(Saved data entries)
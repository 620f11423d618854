//! 宿主机上的单处理器模拟平台，仅用于单元测试
//!
//! 每个 std 线程扮演一个内核线程。“屏蔽中断”即取得唯一的模拟 CPU，
//! 同一线程可以嵌套屏蔽；`sleep_on` 在睡眠期间交出 CPU，
//! 被唤醒后要等 CPU 空闲才能继续执行。

use std::cell::Cell;
use std::string::String;
use std::sync::atomic::{AtomicUsize, Ordering};
use std::sync::{Condvar as StdCondvar, Mutex as StdMutex, MutexGuard};
use std::thread;
use std::time::{Duration, Instant};
use std::vec::Vec;

use lazy_static::lazy_static;

use crate::hal::{self, Platform};
use crate::task::{ThreadId, WaitChannel};

struct CpuState {
    owner: Option<ThreadId>,
    sleepers: Vec<(ThreadId, WaitChannel)>,
}

pub struct HostPlatform {
    cpu: StdMutex<CpuState>,
    cpu_changed: StdCondvar,
    console: StdMutex<String>,
    wake_log: StdMutex<Vec<WaitChannel>>,
}

static NEXT_TID: AtomicUsize = AtomicUsize::new(1);

thread_local! {
    static CURRENT: ThreadId = ThreadId::new(NEXT_TID.fetch_add(1, Ordering::Relaxed));
    static DEPTH: Cell<usize> = Cell::new(0);
    static IN_INTERRUPT: Cell<bool> = Cell::new(false);
}

lazy_static! {
    static ref HOST: HostPlatform = HostPlatform {
        cpu: StdMutex::new(CpuState {
            owner: None,
            sleepers: Vec::new(),
        }),
        cpu_changed: StdCondvar::new(),
        console: StdMutex::new(String::new()),
        wake_log: StdMutex::new(Vec::new()),
    };
}

fn current() -> ThreadId {
    CURRENT.with(|t| *t)
}

impl HostPlatform {
    fn state(&self) -> MutexGuard<'_, CpuState> {
        self.cpu.lock().unwrap_or_else(|e| e.into_inner())
    }

    fn wait<'a>(&self, guard: MutexGuard<'a, CpuState>) -> MutexGuard<'a, CpuState> {
        self.cpu_changed
            .wait(guard)
            .unwrap_or_else(|e| e.into_inner())
    }
}

impl Platform for HostPlatform {
    fn mask_interrupts(&self) -> usize {
        let depth = DEPTH.with(|d| d.get());
        if depth == 0 {
            let me = current();
            let mut cpu = self.state();
            while cpu.owner.is_some() {
                cpu = self.wait(cpu);
            }
            cpu.owner = Some(me);
        }
        DEPTH.with(|d| d.set(depth + 1));
        depth
    }

    fn restore_interrupts(&self, token: usize) {
        let depth = DEPTH.with(|d| d.get());
        assert_eq!(depth, token + 1, "interrupt levels restored out of order");
        DEPTH.with(|d| d.set(token));
        if token == 0 {
            self.state().owner = None;
            self.cpu_changed.notify_all();
        }
    }

    fn sleep_on(&self, chan: WaitChannel) {
        let me = current();
        assert!(DEPTH.with(|d| d.get()) > 0, "sleep_on with interrupts enabled");
        let mut cpu = self.state();
        assert_eq!(cpu.owner, Some(me));
        cpu.sleepers.push((me, chan));
        cpu.owner = None;
        self.cpu_changed.notify_all();
        while cpu.owner.is_some() || cpu.sleepers.iter().any(|(t, _)| *t == me) {
            cpu = self.wait(cpu);
        }
        cpu.owner = Some(me);
    }

    fn wake_one(&self, chan: WaitChannel) {
        self.wake_log
            .lock()
            .unwrap_or_else(|e| e.into_inner())
            .push(chan);
        let mut cpu = self.state();
        if let Some(pos) = cpu.sleepers.iter().position(|(_, c)| *c == chan) {
            cpu.sleepers.remove(pos);
        }
        self.cpu_changed.notify_all();
    }

    fn wake_all(&self, chan: WaitChannel) {
        self.state().sleepers.retain(|(_, c)| *c != chan);
        self.cpu_changed.notify_all();
    }

    fn has_sleepers(&self, chan: WaitChannel) -> bool {
        self.state().sleepers.iter().any(|(_, c)| *c == chan)
    }

    fn current_thread(&self) -> ThreadId {
        current()
    }

    fn in_interrupt(&self) -> bool {
        IN_INTERRUPT.with(|f| f.get())
    }

    fn console_write(&self, s: &str) {
        self.console
            .lock()
            .unwrap_or_else(|e| e.into_inner())
            .push_str(s);
    }
}

/// 注册宿主平台，可重复调用
pub fn init() {
    hal::init(&*HOST);
}

/// 睡眠在 `chan` 上的线程数
pub fn sleeping_on(chan: WaitChannel) -> usize {
    HOST.state().sleepers.iter().filter(|(_, c)| *c == chan).count()
}

/// `wake_one` 依次唤醒过的线程中属于 `tids` 的那些，按唤醒先后排列
pub fn wake_log_for(tids: &[ThreadId]) -> Vec<ThreadId> {
    HOST.wake_log
        .lock()
        .unwrap_or_else(|e| e.into_inner())
        .iter()
        .filter_map(|chan| match chan {
            WaitChannel::Thread(tid) if tids.contains(tid) => Some(*tid),
            _ => None,
        })
        .collect()
}

pub fn console_output() -> String {
    HOST.console.lock().unwrap_or_else(|e| e.into_inner()).clone()
}

/// 以“中断处理程序”的身份运行 `f`
pub fn as_interrupt<R>(f: impl FnOnce() -> R) -> R {
    IN_INTERRUPT.with(|flag| flag.set(true));
    let r = f();
    IN_INTERRUPT.with(|flag| flag.set(false));
    r
}

/// 轮询直到 `cond` 成立，超时则 panic
pub fn wait_until(mut cond: impl FnMut() -> bool) {
    let deadline = Instant::now() + Duration::from_secs(10);
    while !cond() {
        assert!(Instant::now() < deadline, "condition not reached in time");
        thread::sleep(Duration::from_millis(1));
    }
}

## WORK TO BE COMPLETED
If a line in the records above holds the string "StdCondvar", copy it.

## RESULT
use std::sync::{Condvar as StdCondvar, Mutex as StdMutex, MutexGuard};
    cpu_changed: StdCondvar,
        cpu_changed: StdCondvar::new(),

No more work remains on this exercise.